Orchestrating 12 ML Models Daily at Retail Scale

There is a particular kind of complexity that emerges when you combine machine learning with retail execution at scale. Individual ML models are well-understood. Running a demand forecasting model or a customer segmentation algorithm in isolation is a solved problem. But orchestrating twelve interdependent models that must run daily against 40+ data sources, produce actionable recommendations for 10,000+ retail outlets across five major US retail chains, and have the results ready before field teams start their morning — that is an engineering problem as much as a data science one.

This post details how we built and operate the AI-driven sales execution platform for a global FMCG leader. The platform ingests data from over 40 sources, processes it through a medallion architecture with 25+ bronze tables, 30+ silver tables, and a curated gold layer, then runs 12+ ML models daily to produce prioritized action plans for field sales teams.

The Scale of the Problem

To appreciate the engineering challenges, consider the numbers. The platform covers 5 major US retail chains, each with their own data formats, delivery schedules, and API quirks. Across these chains, there are over 10,000 individual retail outlets (stores). The product catalog spans 100,000+ SKUs across multiple categories. Each day, the platform must ingest the latest point-of-sale data, inventory levels, promotional calendars, pricing feeds, distribution data, and competitive intelligence, then run the full model suite and deliver recommendations before 6 AM Eastern.

The data sources include retailer POS feeds (typically delivered as flat files via SFTP between midnight and 3 AM), syndicated data from third-party providers, internal sales planning systems, promotional calendars, master data from SAP, competitive pricing data from web scraping services, and weather data (yes, weather affects retail execution more than you might expect).

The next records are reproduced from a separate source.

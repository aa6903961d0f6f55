//! Filament Core
//!
//! This crate provides a fine-grained reactive dependency engine. It
//! implements:
//!
//! - Reactive primitives (signals, memos, effects)
//! - An ownership tree that scopes the lifetime of computations
//! - Glitch-free, batched propagation of changes
//! - Transitions: deferred, atomic groups of writes
//! - A bridge for foreign reactive systems to join dependency tracking
//!
//! # Architecture
//!
//! The crate is organized into several modules:
//!
//! - `reactive`: Public primitives and the per-thread runtime
//! - `graph`: Node arena, edges and the update queue
//! - `schedule`: The host capability used to defer transition work
//! - `config`: Runtime tunables
//! - `error`: Failure reporting
//!
//! Each thread has its own runtime. Handles are `!Send`.
//!
//! # Example
//!
//! ```rust
//! use std::cell::RefCell;
//! use std::rc::Rc;
//!
//! use filament_core::reactive::{create_effect, create_memo, create_root, Signal};
//!
//! let log = Rc::new(RefCell::new(Vec::new()));
//!
//! create_root(|owner| {
//!     // Create a signal
//!     let count = Signal::new(1);
//!
//!     // Create a derived value
//!     let source = count.clone();
//!     let doubled = create_memo(move || source.get() * 2);
//!
//!     // Create an effect
//!     let (count_in, sink) = (count.clone(), log.clone());
//!     create_effect(move || sink.borrow_mut().push((count_in.get(), doubled.get())));
//!
//!     // Update the signal; the effect runs once with consistent values
//!     count.set(5);
//!     owner.dispose();
//! });
//!
//! assert_eq!(*log.borrow(), vec![(1, 2), (5, 10)]);
//! ```

pub mod config;
pub mod error;
pub mod graph;
pub mod reactive;
pub mod schedule;

pub use config::{configure, RuntimeConfig};
pub use error::ReactiveError;
pub use graph::{NodeId, NodeState};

Each data source has its own delivery schedule, format, and reliability profile. Some arrive reliably at the same time each night. Others are sporadic. Some fail silently — the file arrives but is empty or truncated. The platform must handle all of these failure modes while still producing results by the morning deadline.

Medallion Architecture at This Scale

We use the medallion architecture (bronze, silver, gold) on Databricks, but at this scale, each layer has specific design considerations that go beyond the typical tutorial examples.

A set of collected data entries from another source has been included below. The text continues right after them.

#[cfg(test)]
mod tests {
    use super::*;
    use std::cell::Cell;

    fn counting_effect(rt: &Runtime, hits: Rc<Cell<usize>>, reads: Vec<NodeId>) -> NodeId {
        rt.create_computation(NodeKind::Effect, move |_| -> Body {
            Rc::new(move || {
                for &source in &reads {
                    Runtime::with(|rt| rt.track(source));
                }
                hits.set(hits.get() + 1);
            })
        })
        .unwrap()
    }

    #[test]
    fn runtime_notifies_observers() {
        Runtime::with(|rt| {
            let source = rt.create_node(NodeKind::Signal);
            let hits = Rc::new(Cell::new(0));
            let effect = counting_effect(rt, hits.clone(), vec![source]);

            assert_eq!(hits.get(), 1);
            assert!(rt.graph.borrow().get(source).unwrap().observers.contains(&effect));

            rt.write(source).unwrap();
            assert_eq!(hits.get(), 2);
            assert_eq!(rt.graph.borrow().state(effect), Some(NodeState::Clean));
        });
    }

    #[test]
    fn writes_inside_an_update_flush_once() {
        Runtime::with(|rt| {
            let a = rt.create_node(NodeKind::Signal);
            let b = rt.create_node(NodeKind::Signal);
            let hits = Rc::new(Cell::new(0));
            counting_effect(rt, hits.clone(), vec![a, b]);

            rt.run_updates(|rt| {
                rt.notify_observers(a);
                rt.notify_observers(b);
                assert_eq!(rt.phase.get(), FlushPhase::Collecting);
            })
            .unwrap();

            assert_eq!(hits.get(), 2);
            assert_eq!(rt.phase.get(), FlushPhase::Idle);
        });
    }

    #[test]
    fn disposed_computations_leave_the_queue() {
        Runtime::with(|rt| {
            let source = rt.create_node(NodeKind::Signal);
            let hits = Rc::new(Cell::new(0));
            let effect = counting_effect(rt, hits.clone(), vec![source]);

            rt.run_updates(|rt| {
                rt.notify_observers(source);
                assert!(rt.queue.borrow().contains(effect));
                rt.dispose_node(effect);
                assert!(!rt.queue.borrow().contains(effect));
            })
            .unwrap();

            assert_eq!(hits.get(), 1);
            assert!(rt.graph.borrow().get(source).unwrap().observers.is_empty());
        });
    }

    #[test]
    fn runaway_flush_is_aborted() {
        Runtime::with(|rt| {
            rt.config.set(RuntimeConfig::default().with_max_flush_iterations(10));
            let source = rt.create_node(NodeKind::Signal);

            let result = rt.create_computation(NodeKind::Effect, move |_| -> Body {
                Rc::new(move || {
                    Runtime::with(|rt| {
                        rt.track(source);
                        rt.notify_observers(source);
                    })
                })
            });

            assert_eq!(result, Err(ReactiveError::InfiniteLoop { limit: 10 }));
            assert!(rt.queue.borrow().is_empty());
        });
    }

    #[test]
    fn panicking_bodies_are_reported_without_stopping_siblings() {
        Runtime::with(|rt| {
            let source = rt.create_node(NodeKind::Signal);
            let hits = Rc::new(Cell::new(0));
            let armed = Rc::new(Cell::new(false));

            let flag = armed.clone();
            let failing = rt
                .create_computation(NodeKind::Effect, move |_| -> Body {
                    Rc::new(move || {
                        Runtime::with(|rt| rt.track(source));
                        if flag.get() {
                            panic!("boom");
                        }
                    })
                })
                .unwrap();
            counting_effect(rt, hits.clone(), vec![source]);

            armed.set(true);
            let result = rt.write(source);

            assert_eq!(
                result,
                Err(ReactiveError::Panicked {
                    node: failing,
                    message: "boom".to_string()
                })
            );
            assert_eq!(hits.get(), 2);
        });
    }

    #[test]
    fn self_disposal_drops_subscriptions_made_during_the_run() {
        Runtime::with(|rt| {
            let source = rt.create_node(NodeKind::Signal);
            let late = rt.create_node(NodeKind::Signal);
            let armed = Rc::new(Cell::new(false));

            let flag = armed.clone();
            let effect = rt
                .create_computation(NodeKind::Effect, move |id| -> Body {
                    Rc::new(move || {
                        Runtime::with(|rt| {
                            rt.track(source);
                            if flag.get() {
                                rt.track(late);
                                rt.dispose_node(id);
                            }
                        })
                    })
                })
                .unwrap();

            armed.set(true);
            rt.write(source).unwrap();

            let graph = rt.graph.borrow();
            assert!(!graph.contains(effect));
            assert!(graph.get(source).unwrap().observers.is_empty());
            assert!(graph.get(late).unwrap().observers.is_empty());
        });
    }
}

The bronze layer consists of 25+ tables representing raw data from every source. These tables are append-only Delta tables that preserve the exact data as received, including any malformation. Bronze tables are partitioned by ingestion date and source, enabling efficient time-travel queries for debugging.

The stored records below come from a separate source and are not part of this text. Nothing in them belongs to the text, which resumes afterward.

//! Batching
//!
//! Writes made inside [`batch`] are collected and propagated in a single
//! flush when the outermost batch returns. Reads inside the batch still see
//! every write immediately, and memos read mid-batch are brought up to date
//! on demand.

use super::runtime::{raise, Runtime};
use crate::error::ReactiveError;

/// Run `f` as one update and flush once at the end.
///
/// # Panics
///
/// Panics if a computation run by the flush fails and no error boundary
/// handles it.
pub fn batch<R>(f: impl FnOnce() -> R) -> R {
    match try_batch(f) {
        Ok(value) => value,
        Err(err) => raise(err),
    }
}

/// Like [`batch`], returning unhandled failures instead of panicking.
///
/// A nested batch always returns `Ok`; failures surface from the outermost
/// one.
pub fn try_batch<R>(f: impl FnOnce() -> R) -> Result<R, ReactiveError> {
    Runtime::with(|rt| rt.run_updates(|_| f()))
}

#[cfg(test)]
mod tests {
    use super::*;
    use crate::reactive::{create_effect, create_root, Signal};
    use std::cell::RefCell;
    use std::rc::Rc;

    #[test]
    fn batched_writes_flush_once() {
        create_root(|_| {
            let first = Signal::new("Ada");
            let last = Signal::new("Lovelace");
            let seen = Rc::new(RefCell::new(Vec::new()));

            let (a, b, log) = (first.clone(), last.clone(), seen.clone());
            create_effect(move || log.borrow_mut().push(format!("{} {}", a.get(), b.get())));

            batch(|| {
                first.set("Grace");
                last.set("Hopper");
                assert_eq!(first.get(), "Grace");
            });

            assert_eq!(*seen.borrow(), vec!["Ada Lovelace", "Grace Hopper"]);
        });
    }

    #[test]
    fn nested_batches_flush_at_the_outermost() {
        create_root(|_| {
            let signal = Signal::new(0);
            let seen = Rc::new(RefCell::new(Vec::new()));

            let (source, log) = (signal.clone(), seen.clone());
            create_effect(move || log.borrow_mut().push(source.get()));

            batch(|| {
                batch(|| signal.set(1));
                assert_eq!(*seen.borrow(), vec![0]);
                signal.set(2);
            });

            assert_eq!(*seen.borrow(), vec![0, 2]);
        });
    }

    #[test]
    fn try_batch_reports_unhandled_failures() {
        create_root(|_| {
            let signal = Signal::new(0);
            let source = signal.clone();
            create_effect(move || {
                if source.get() == 1 {
                    panic!("bad value");
                }
            });

            let result = try_batch(|| signal.set(1));
            match result {
                Err(ReactiveError::Panicked { message, .. }) => assert_eq!(message, "bad value"),
                other => panic!("expected a panic error, got {other:?}"),
            }
        });
    }
}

The critical design decision at the bronze layer is the separation of ingestion and validation. We ingest first, validate second. This means that even if a data source delivers corrupt data, we have a record of what was received. The validation step flags issues and routes them to our data quality monitoring, but does not prevent the data from being persisted. This has saved us countless hours of debugging when upstream systems change their output format without notice.

The silver layer contains 30+ tables with cleaned, conformed, and enriched data. This is where the heavy transformation work happens: deduplication, schema normalization, slowly changing dimension handling, and cross-source entity resolution. The most complex silver transformations are the entity resolution tasks — matching products across retailers (the same SKU might have different identifiers at each chain) and matching store locations to our internal outlet master.

Entity resolution deserves its own discussion. Retailers do not use consistent identifiers for the same product. A 12-pack of a beverage might have one UPC at one chain and a different one at another, or the same UPC but different internal item numbers. We maintain a product master table with mappings, but these mappings require constant maintenance as new products launch and retailers reorganize their catalogs. The silver layer transformations handle this matching using a combination of exact UPC matches, fuzzy string matching on product descriptions, and manual override tables maintained by the product management team.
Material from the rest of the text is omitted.